• _TASK INSTRUCTIONS_
Return the records exactly, from the first line through the "Eq, Hash, PartialEq)]" line.

[DATA PROVIDED — start]

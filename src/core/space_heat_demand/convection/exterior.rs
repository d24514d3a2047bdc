use crate::core::space_heat_demand::convection::correlations::{
    combine, CombinedCorrelation, ForcedCorrelation, NaturalCorrelation,
};
use crate::core::space_heat_demand::surface::{SurfaceGeometry, SurfaceType};
use crate::core::units::incidence_angle;
use crate::errors::ConfigurationError;
use crate::external_conditions::WeatherSample;
use std::str::FromStr;
use strum::{Display, EnumCount, EnumIter, EnumString, IntoEnumIterator};

const KIND: &str = "exterior";

#[derive(Clone, Copy, Debug, Display, EnumCount, EnumIter, EnumString, Eq, Hash, PartialEq)]
pub enum ExteriorClassification {
    RoofUnstable,
    RoofStable,
    VerticalWallWindward,
    VerticalWallLeeward,
}

impl ExteriorClassification {
    /// Arguments:
    /// * `geometry` - the surface being classified (must be a wall or roof)
    /// * `surface_temp` - outside face temperature, in deg C
    /// * `weather` - current weather
    pub fn classify(
        geometry: &SurfaceGeometry,
        surface_temp: f64,
        weather: &WeatherSample,
    ) -> Option<Self> {
        match geometry.surface_type {
            SurfaceType::Roof => Some(if surface_temp > weather.air_temp_c {
                Self::RoofUnstable
            } else {
                Self::RoofStable
            }),
            SurfaceType::Wall => Some(
                if incidence_angle(weather.wind_direction_deg, geometry.azimuth) <= 90. {
                    Self::VerticalWallWindward
                } else {
                    Self::VerticalWallLeeward
                },
            ),
            SurfaceType::Floor => None,
        }
    }

    fn applies_to(&self, surface_type: SurfaceType) -> bool {
        match self {
            Self::RoofUnstable | Self::RoofStable => surface_type == SurfaceType::Roof,
            Self::VerticalWallWindward | Self::VerticalWallLeeward => {
                surface_type == SurfaceType::Wall
            }
        }
    }
}

/// Correlation(s) resolved for one exterior classification.
#[derive(Clone, Copy, Debug, PartialEq)]
pub enum ExteriorModel {
    Combined(CombinedCorrelation),
    ForcedNatural {
        forced: ForcedCorrelation,
        natural: NaturalCorrelation,
    },
}

/// Adaptive convection algorithm for outside faces.
#[derive(Clone, Debug)]
pub struct ExteriorConvection {
    models: [Option<ExteriorModel>; ExteriorClassification::COUNT],
    building_volume: f64,
}

impl ExteriorConvection {
    /// Arguments:
    /// * `assignments` - model per classification
    /// * `building_volume` - volume of the building, in m3 (needed by Mitchell)
    pub fn new(
        assignments: impl IntoIterator<Item = (ExteriorClassification, ExteriorModel)>,
        building_volume: f64,
    ) -> Result<Self, ConfigurationError> {
        let mut models = [None; ExteriorClassification::COUNT];
        for (classification, model) in assignments {
            if matches!(
                model,
                ExteriorModel::ForcedNatural {
                    forced: ForcedCorrelation::Mitchell,
                    ..
                }
            ) && !(building_volume.is_finite() && building_volume > 0.)
            {
                return Err(ConfigurationError::invalid(
                    "exterior convection",
                    "building_volume",
                    format!("must be positive to use the Mitchell correlation, got {building_volume}"),
                ));
            }
            models[classification as usize] = Some(model);
        }

        Ok(Self {
            models,
            building_volume,
        })
    }

    /// Resolve correlation names for each classification.
    ///
    /// A forced name naming a combined correlation needs no natural partner; otherwise the natural
    /// name is required.
    ///
    /// Arguments:
    /// * `forced` - classification name to forced (or combined) correlation name
    /// * `natural` - classification name to natural correlation name
    /// * `building_volume` - volume of the building, in m3
    pub fn from_names<'a>(
        forced: impl IntoIterator<Item = (&'a str, &'a str)>,
        natural: impl IntoIterator<Item = (&'a str, &'a str)>,
        building_volume: f64,
    ) -> Result<Self, ConfigurationError> {
        let mut natural_models = [None; ExteriorClassification::COUNT];
        for (classification, name) in natural {
            let classification = parse_classification(classification)?;
            let model = NaturalCorrelation::from_str(name).map_err(|_| {
                ConfigurationError::UnknownCorrelation {
                    kind: KIND,
                    name: name.into(),
                }
            })?;
            natural_models[classification as usize] = Some(model);
        }

        let mut assignments = vec![];
        for (classification, name) in forced {
            let classification = parse_classification(classification)?;
            let model = if let Ok(combined) = CombinedCorrelation::from_str(name) {
                ExteriorModel::Combined(combined)
            } else {
                let forced = ForcedCorrelation::from_str(name).map_err(|_| {
                    ConfigurationError::UnknownCorrelation {
                        kind: KIND,
                        name: name.into(),
                    }
                })?;
                let natural = natural_models[classification as usize].ok_or_else(|| {
                    ConfigurationError::UnassignedClassification {
                        kind: "exterior natural",
                        classification: classification.to_string(),
                    }
                })?;
                ExteriorModel::ForcedNatural { forced, natural }
            };
            assignments.push((classification, model));
        }

        Self::new(assignments, building_volume)
    }

    pub fn model_for(&self, classification: ExteriorClassification) -> Option<ExteriorModel> {
        self.models[classification as usize]
    }

    /// Check that every classification this surface could fall into has a model.
    pub fn check_surface(
        &self,
        surface_name: &str,
        geometry: &SurfaceGeometry,
    ) -> Result<(), ConfigurationError> {
        if geometry.surface_type == SurfaceType::Floor {
            return Err(ConfigurationError::invalid(
                surface_name,
                "exterior",
                "floors cannot be exposed to outdoor air",
            ));
        }
        for classification in ExteriorClassification::iter() {
            if classification.applies_to(geometry.surface_type)
                && self.model_for(classification).is_none()
            {
                return Err(ConfigurationError::UnassignedClassification {
                    kind: KIND,
                    classification: classification.to_string(),
                });
            }
        }

        Ok(())
    }

    /// Outside face convective heat transfer coefficient, in W/(m2.K)
    ///
    /// Arguments:
    /// * `geometry` - the surface
    /// * `surface_temp` - outside face temperature, in deg C
    /// * `weather` - current weather
    pub fn coefficient(
        &self,
        geometry: &SurfaceGeometry,
        surface_temp: f64,
        weather: &WeatherSample,
    ) -> Result<f64, ConfigurationError> {
        let classification = ExteriorClassification::classify(geometry, surface_temp, weather)
            .ok_or_else(|| {
                ConfigurationError::invalid(
                    "exterior convection",
                    "surface_type",
                    "floors have no exterior classification",
                )
            })?;
        let model = self.model_for(classification).ok_or_else(|| {
            ConfigurationError::UnassignedClassification {
                kind: KIND,
                classification: classification.to_string(),
            }
        })?;

        let delta_t = surface_temp - weather.air_temp_c;
        Ok(match model {
            ExteriorModel::Combined(correlation) => {
                correlation.coefficient(delta_t, weather.wind_speed_local_ms)
            }
            ExteriorModel::ForcedNatural { forced, natural } => combine(
                forced.coefficient(geometry, weather, self.building_volume),
                natural.coefficient(delta_t, geometry.tilt),
            ),
        })
    }
}

impl Default for ExteriorConvection {
    /// TARP-like defaults: Sparrow forced with Walton/ASHRAE natural convection
    fn default() -> Self {
        use ExteriorClassification::*;

        let model = |forced, natural| ExteriorModel::ForcedNatural { forced, natural };
        let mut models = [None; ExteriorClassification::COUNT];
        models[RoofUnstable as usize] = Some(model(
            ForcedCorrelation::SparrowWindward,
            NaturalCorrelation::WaltonUnstableHorizontalOrTilt,
        ));
        models[RoofStable as usize] = Some(model(
            ForcedCorrelation::SparrowWindward,
            NaturalCorrelation::WaltonStableHorizontalOrTilt,
        ));
        models[VerticalWallWindward as usize] = Some(model(
            ForcedCorrelation::SparrowWindward,
            NaturalCorrelation::ASHRAEVerticalWall,
        ));
        models[VerticalWallLeeward as usize] = Some(model(
            ForcedCorrelation::SparrowLeeward,
            NaturalCorrelation::ASHRAEVerticalWall,
        ));

        Self {
            models,
            building_volume: 0.,
        }
    }
}

fn parse_classification(name: &str) -> Result<ExteriorClassification, ConfigurationError> {
    ExteriorClassification::from_str(name).map_err(|_| ConfigurationError::invalid(
        "exterior convection",
        "classification",
        format!("'{name}' is not an exterior classification"),
    ))
}

#[cfg(test)]
mod tests {
    use super::*;
    use crate::core::space_heat_demand::surface::Roughness;
    use approx::assert_relative_eq;
    use pretty_assertions::assert_eq;
    use rstest::*;

    const NO_NAMES: [(&str, &str); 0] = [];

    fn wall(azimuth: f64) -> SurfaceGeometry {
        SurfaceGeometry {
            area: 10.,
            perimeter: 13.,
            tilt: 90.,
            azimuth,
            roughness: Roughness::Rough,
            surface_type: SurfaceType::Wall,
        }
    }

    fn roof() -> SurfaceGeometry {
        SurfaceGeometry {
            area: 16.,
            perimeter: 16.,
            tilt: 0.,
            azimuth: 0.,
            roughness: Roughness::MediumRough,
            surface_type: SurfaceType::Roof,
        }
    }

    #[fixture]
    fn weather() -> WeatherSample {
        WeatherSample {
            air_temp_c: 5.,
            wind_speed_local_ms: 3.,
            wind_speed_10m_ms: 2.5,
            wind_direction_deg: 180.,
            solar_irradiance_w_m2: 0.,
        }
    }

    #[rstest]
    #[case(180., ExteriorClassification::VerticalWallWindward)]
    #[case(90., ExteriorClassification::VerticalWallWindward)]
    #[case(89., ExteriorClassification::VerticalWallLeeward)]
    #[case(0., ExteriorClassification::VerticalWallLeeward)]
    #[case(270., ExteriorClassification::VerticalWallWindward)]
    fn should_classify_walls_by_wind_incidence(
        weather: WeatherSample,
        #[case] azimuth: f64,
        #[case] expected: ExteriorClassification,
    ) {
        assert_eq!(
            ExteriorClassification::classify(&wall(azimuth), 5., &weather),
            Some(expected)
        );
    }

    #[rstest]
    fn should_classify_roofs_by_stability(weather: WeatherSample) {
        assert_eq!(
            ExteriorClassification::classify(&roof(), 6., &weather),
            Some(ExteriorClassification::RoofUnstable)
        );
        assert_eq!(
            ExteriorClassification::classify(&roof(), 5., &weather),
            Some(ExteriorClassification::RoofStable)
        );
    }

    #[rstest]
    fn should_combine_forced_and_natural(weather: WeatherSample) {
        let convection = ExteriorConvection::default();
        let geometry = wall(180.);

        let hf = ForcedCorrelation::SparrowWindward.coefficient(&geometry, &weather, 0.);
        let hn = NaturalCorrelation::ASHRAEVerticalWall.coefficient(3., 90.);
        assert_relative_eq!(
            convection.coefficient(&geometry, 8., &weather).unwrap(),
            (hf * hf + hn * hn).sqrt()
        );
    }

    #[rstest]
    fn should_resolve_names(weather: WeatherSample) {
        let convection = ExteriorConvection::from_names(
            [
                ("VerticalWallWindward", "McAdams"),
                ("VerticalWallLeeward", "SparrowLeeward"),
            ],
            [("VerticalWallLeeward", "ASHRAEVerticalWall")],
            0.,
        )
        .unwrap();

        assert_eq!(
            convection.model_for(ExteriorClassification::VerticalWallWindward),
            Some(ExteriorModel::Combined(CombinedCorrelation::McAdams))
        );
        assert_relative_eq!(
            convection.coefficient(&wall(180.), 8., &weather).unwrap(),
            5.7 + 3.8 * 3.
        );
        assert!(convection.check_surface("south wall", &wall(180.)).is_ok());
        assert_eq!(
            convection.check_surface("roof", &roof()),
            Err(ConfigurationError::UnassignedClassification {
                kind: "exterior",
                classification: "RoofUnstable".into(),
            })
        );
    }

    #[rstest]
    fn should_reject_unknown_and_unassigned_names() {
        assert_eq!(
            ExteriorConvection::from_names([("RoofStable", "ClearRoof")], NO_NAMES, 0.).unwrap_err(),
            ConfigurationError::UnknownCorrelation {
                kind: "exterior",
                name: "ClearRoof".into(),
            }
        );
        assert_eq!(
            ExteriorConvection::from_names([("RoofStable", "EmmelRoof")], NO_NAMES, 0.).unwrap_err(),
            ConfigurationError::UnassignedClassification {
                kind: "exterior natural",
                classification: "RoofStable".into(),
            }
        );
        assert_eq!(
            ExteriorConvection::from_names(
                [("RoofStable", "EmmelRoof")],
                [("RoofStable", "Churchill")],
                0.
            )
            .unwrap_err(),
            ConfigurationError::UnknownCorrelation {
                kind: "exterior",
                name: "Churchill".into(),
            }
        );
        assert!(ExteriorConvection::from_names([("Facade", "McAdams")], NO_NAMES, 0.).is_err());
    }

    #[rstest]
    fn should_require_building_volume_for_mitchell() {
        let result = ExteriorConvection::from_names(
            [("RoofStable", "Mitchell")],
            [("RoofStable", "WaltonStableHorizontalOrTilt")],
            0.,
        );
        assert!(matches!(
            result,
            Err(ConfigurationError::InvalidParameter {
                parameter: "building_volume",
                ..
            })
        ));

        assert!(ExteriorConvection::from_names(
            [("RoofStable", "Mitchell")],
            [("RoofStable", "WaltonStableHorizontalOrTilt")],
            40.,
        )
        .is_ok());
    }

    #[rstest]
    fn should_reject_exterior_floor() {
        let floor = SurfaceGeometry {
            tilt: 180.,
            surface_type: SurfaceType::Floor,
            ..roof()
        };
        assert!(ExteriorConvection::default()
            .check_surface("floor", &floor)
            .is_err());
    }
}
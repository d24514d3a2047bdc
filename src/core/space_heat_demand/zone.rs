use crate::core::material_properties::{Construction, AIR};
use crate::core::space_heat_demand::air_exchange::AirExchange;
use crate::core::space_heat_demand::convection::exterior::ExteriorConvection;
use crate::core::space_heat_demand::convection::interior::InteriorConvection;
use crate::core::space_heat_demand::longwave::ExteriorLongwaveRadiation;
use crate::core::space_heat_demand::surface::{Surface, SurfaceGeometry};
use crate::core::space_heat_demand::window::Window;
use crate::errors::{
    ConfigurationError, DimensionMismatchError, NumericalFailureError, NumericalFailureReason,
    ZoneSimError,
};
use crate::external_conditions::WeatherSample;
use indexmap::IndexMap;
use nalgebra::{DMatrix, DVector};
use std::sync::Arc;
use tracing::{debug, warn};

/// Description of a surface before it is attached to a zone.
#[derive(Clone, Debug, PartialEq)]
pub struct SurfaceDefinition {
    pub name: String,
    pub geometry: SurfaceGeometry,
    pub exterior: bool,
    /// name of the construction, looked up when the zone is built
    pub construction: String,
}

/// Controls for the Picard iteration over film coefficients.
#[derive(Clone, Copy, Debug, PartialEq)]
pub struct SolverSettings {
    pub max_iterations: usize,
    /// largest change in any temperature between iterations for the step to count as converged, in K
    pub tolerance: f64,
}

impl Default for SolverSettings {
    fn default() -> Self {
        Self {
            max_iterations: 10,
            tolerance: 0.01,
        }
    }
}

/// Boundary conditions and inputs for one timestep.
#[derive(Clone, Copy, Debug, PartialEq)]
pub struct StepConditions {
    pub weather: WeatherSample,
    /// deg C
    pub sky_temp_c: f64,
    pub internal_gains_w: f64,
    /// positive heats the air, negative cools it
    pub hvac_power_w: f64,
    /// 0 to 1
    pub window_open_fraction: f64,
}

[DATA PROVIDED — finish]

• _EXERCISE SOLUTION_
filename src/core/space_heat_demand/convection/exterior.rs
repository d24514d3a2047bdc
use crate::core::space_heat_demand::convection::correlations::{
    combine, CombinedCorrelation, ForcedCorrelation, NaturalCorrelation,
};
use crate::core::space_heat_demand::surface::{SurfaceGeometry, SurfaceType};
use crate::core::units::incidence_angle;
use crate::errors::ConfigurationError;
use crate::external_conditions::WeatherSample;
use std::str::FromStr;
use strum::{Display, EnumCount, EnumIter, EnumString, IntoEnumIterator};

const KIND: &str = "exterior";

#[derive(Clone, Copy, Debug, Display, EnumCount, EnumIter, EnumString, Eq, Hash, PartialEq)]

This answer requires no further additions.